Dr. Kenneth Yarborough Jones is a veterinarian and former horse trainer in Southern California who owns a 40 acre horse ranch. He has the nickname "Kentucky" because his signature is "K.Y. Jones," "KY" is the postal abbreviation for Kentucky, and "Kenneth" and "Kentucky" share the same first syllable. His wife had started the process for the couple to adopt and raise an orphaned nine-year-old — or 10-year-old, according to some sources — Chinese boy, but when she dies suddenly, Kentucky tries to stop the adoption process. He is too late, however, and the boy — named Dwight Eisenhower Wong and nicknamed "Ike," like former general and President Dwight Eisenhower — becomes his adopted son. Unexpectedly facing the challenge of raising Ike as a single father while continuing his veterinary practice and running his ranch, Kentucky is reluctant to bring Ike into his busy life at first, but he comes to love Ike. Helping him are his handyman, former jockey Seldom Jackson, as well as members of the local Chinese-American community. Edith Thorncroft is a social worker who visits to look in on Kentucky and Ike and check on Ike's welfare. Annie Ng is Ike's friend, and Mr. Ng is Annie's father.

==Production==

After nine seasons portraying Deputy Chester Goode on Gunsmoke, Dennis Weaver left Gunsmoke for Kentucky Jones. It was Weaver's first starring role.

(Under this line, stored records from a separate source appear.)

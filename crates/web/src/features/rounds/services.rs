use sqlx::PgPool;
use storage::{
    dto::round::{ResetOutcome, RoundOutcome},
    error::Result,
    models::Round,
    services::rounds,
};

/// Recompute and commit qualification flags for a finished round
pub async fn complete_round(pool: &PgPool, round: Round) -> Result<RoundOutcome> {
    rounds::complete_round(pool, round).await
}

/// Clear all times, qualification flags and the active marker
pub async fn reset_results(pool: &PgPool) -> Result<ResetOutcome> {
    rounds::reset_all_results(pool).await
}
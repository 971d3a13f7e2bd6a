use crate::models::Participant;

/// Returns a copy of the set where only `target_id` carries the active marker.
///
/// When no participant has that id, every marker ends up cleared.
pub fn set_active(participants: &[Participant], target_id: i32) -> Vec<Participant> {
    participants
        .iter()
        .cloned()
        .map(|mut p| {
            p.active = p.participant_id == target_id;
            p
        })
        .collect()
}

/// Clears all ride times, qualification flags and the active marker.
///
/// Registration data is kept.
pub fn reset_results(participants: &[Participant]) -> Vec<Participant> {
    participants
        .iter()
        .map(|p| Participant {
            active: false,
            time1: None,
            time2: None,
            time3: None,
            time4: None,
            time5: None,
            time6: None,
            round1_qualified: false,
            round2_qualified: false,
            round3_qualified: false,
            intermediate_qualified: false,
            final_qualified: false,
            ..p.clone()
        })
        .collect()
}

#[cfg(test)]
mod tests {
    use rust_decimal::Decimal;

    use super::*;

    fn roster(count: i32) -> Vec<Participant> {
        (1..=count)
            .map(|id| Participant {
                participant_id: id,
                ..Default::default()
            })
            .collect()
    }

    fn active_ids(participants: &[Participant]) -> Vec<i32> {
        participants
            .iter()
            .filter(|p| p.active)
            .map(|p| p.participant_id)
            .collect()
    }

    #[test]
    fn test_set_active_twice_leaves_one_active() {
        let riders = roster(4);

        let first = set_active(&riders, 2);
        let second = set_active(&first, 4);

        assert_eq!(active_ids(&first), vec![2]);
        assert_eq!(active_ids(&second), vec![4]);
    }

    #[test]
    fn test_set_active_unknown_id_clears_everyone() {
        let riders = set_active(&roster(3), 1);

        let result = set_active(&riders, 99);

        assert!(active_ids(&result).is_empty());
    }

    #[test]
    fn test_set_active_leaves_input_untouched() {
        let riders = roster(2);

        let _ = set_active(&riders, 1);

        assert!(active_ids(&riders).is_empty());
    }

    #[test]
    fn test_reset_results_clears_times_and_flags() {
        let rider = Participant {
            participant_id: 3,
            active: true,
            start_nr: Some(12),
            first_name: "Anna".to_string(),
            time1: Some(Decimal::from(101)),
            time4: Some(Decimal::from(40)),
            time6: Some(Decimal::from(55)),
            round1_qualified: true,
            round2_qualified: true,
            round3_qualified: true,
            intermediate_qualified: true,
            final_qualified: true,
            ..Default::default()
        };

        let reset = reset_results(std::slice::from_ref(&rider));

        let expected = Participant {
            participant_id: 3,
            start_nr: Some(12),
            first_name: "Anna".to_string(),
            ..Default::default()
        };
        assert_eq!(reset, vec![expected]);
    }

    #[test]
    fn test_reset_results_on_empty_set() {
        assert!(reset_results(&[]).is_empty());
    }
}
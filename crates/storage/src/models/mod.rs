mod participant;
mod round;

pub use participant::Participant;
pub use round::{InvalidRoundError, Round, Stage};
use rust_decimal::Decimal;

use crate::models::{InvalidRoundError, Participant, Round};
use crate::services::ranking::by_time_desc;
use crate::services::scoring::intermediate_top;

/// A preliminary ride of at least this many seconds qualifies outright.
pub const INSTANT_QUALIFY_SECONDS: Decimal = Decimal::from_parts(99, 0, 0, false, 0);

/// Each preliminary round advances at least this many riders.
pub const PRELIMINARY_MIN_QUALIFIERS: usize = 5;

/// The intermediate round advances exactly this many riders (or everyone, if fewer).
pub const INTERMEDIATE_QUALIFIERS: usize = 10;

/// Parses `round_id` and recomputes that round's qualification flags.
///
/// An unknown round id is rejected before anything is computed.
pub fn compute_qualification(
    round_id: &str,
    participants: &[Participant],
) -> Result<Vec<Participant>, InvalidRoundError> {
    let round: Round = round_id.parse()?;
    Ok(qualify(round, participants))
}

/// Recomputes qualification flags for `round` and returns the updated riders.
///
/// The input order is the tie-break order: riders with equal (or equally
/// missing) times keep their relative position.
pub fn qualify(round: Round, participants: &[Participant]) -> Vec<Participant> {
    match round {
        Round::Prelim1 => {
            let mut riders = participants.to_vec();
            for rider in &mut riders {
                rider.round1_qualified = false;
            }
            fill_preliminary(
                riders,
                |p| p.time1,
                |p| p.round1_qualified,
                |p| {
                    p.round1_qualified = true;
                    p.round2_qualified = true;
                    p.round3_qualified = true;
                },
            )
        }
        Round::Prelim2 => fill_preliminary(
            participants.to_vec(),
            |p| p.time2,
            |p| p.round2_qualified,
            |p| {
                p.round2_qualified = true;
                p.round3_qualified = true;
            },
        ),
        Round::Prelim3 => fill_preliminary(
            participants.to_vec(),
            |p| p.time3,
            |p| p.round3_qualified,
            |p| p.round3_qualified = true,
        ),
        Round::Intermediate => qualify_intermediate(participants),
        Round::Final => participants
            .iter()
            .cloned()
            .map(|mut p| {
                p.final_qualified = true;
                p
            })
            .collect(),
    }
}

/// Whether `participant` holds the flag that `round` decides.
pub fn is_qualified_for(round: Round, participant: &Participant) -> bool {
    match round {
        Round::Prelim1 => participant.round1_qualified,
        Round::Prelim2 => participant.round2_qualified,
        Round::Prelim3 => participant.round3_qualified,
        Round::Intermediate => participant.intermediate_qualified,
        Round::Final => participant.final_qualified,
    }
}

/// Instant qualifiers first, then the longest rides among the rest until the
/// round has selected at least `PRELIMINARY_MIN_QUALIFIERS` riders.
///
/// Riders already holding the flag from an earlier round are left alone and
/// only count towards the quota when they instant-qualify again.
fn fill_preliminary(
    mut riders: Vec<Participant>,
    ride: impl Fn(&Participant) -> Option<Decimal>,
    is_qualified: impl Fn(&Participant) -> bool,
    advance: impl Fn(&mut Participant),
) -> Vec<Participant> {
    let mut selected = 0;

    for index in 0..riders.len() {
        if ride(&riders[index]).is_some_and(|time| time >= INSTANT_QUALIFY_SECONDS) {
            advance(&mut riders[index]);
            selected += 1;
        }
    }

    let mut order: Vec<usize> = (0..riders.len()).collect();
    order.sort_by(|&a, &b| by_time_desc(ride(&riders[a]), ride(&riders[b])));

    for index in order {
        if selected >= PRELIMINARY_MIN_QUALIFIERS {
            break;
        }
        if !is_qualified(&riders[index]) {
            advance(&mut riders[index]);
            selected += 1;
        }
    }

    riders
}

fn qualify_intermediate(participants: &[Participant]) -> Vec<Participant> {
    let mut order: Vec<usize> = (0..participants.len()).collect();
    order.sort_by(|&a, &b| {
        by_time_desc(
            intermediate_top(&participants[a]),
            intermediate_top(&participants[b]),
        )
    });

    let mut riders = participants.to_vec();
    for (place, index) in order.into_iter().enumerate() {
        riders[index].intermediate_qualified = place < INTERMEDIATE_QUALIFIERS;
    }

    riders
}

Kentucky Jones originally was produced without a laugh track, but after NBC threatened to cancel the show if it had no laugh track, its producers unwillingly added one.

Buzz Kulik created and produced Kentucky Jones. Vic Mizzy wrote the show's theme music.

==Critical reception==

A review published in The New York Times on September 21, 1964, described Dennis Weaver as "not a performer of very extensive versatility," adding that in the role of Kentucky Jones he did "not [bring] much range of feeling or involvement." It credited Ricky Der with a sometimes-winning portrayal of Ike, but characterized Kentucky Jones as "mechanically constructed and far from well written," and the character of Ike as "exceptionally precocious."

==Broadcast history==

Kentucky Jones premiered on September 19, 1964, and aired on Saturdays at 8:30 p.m. through December 27, 1964. It moved to 8:00 p.m. on Saturdays — exchanging time slots with The Famous Adventures of Mr Magoo, which moved to 8:30 p.m. — on January 2, 1965, and remained there for the rest of its run. NBC cancelled it after only one season, and its last original episode aired on April 10, 1965.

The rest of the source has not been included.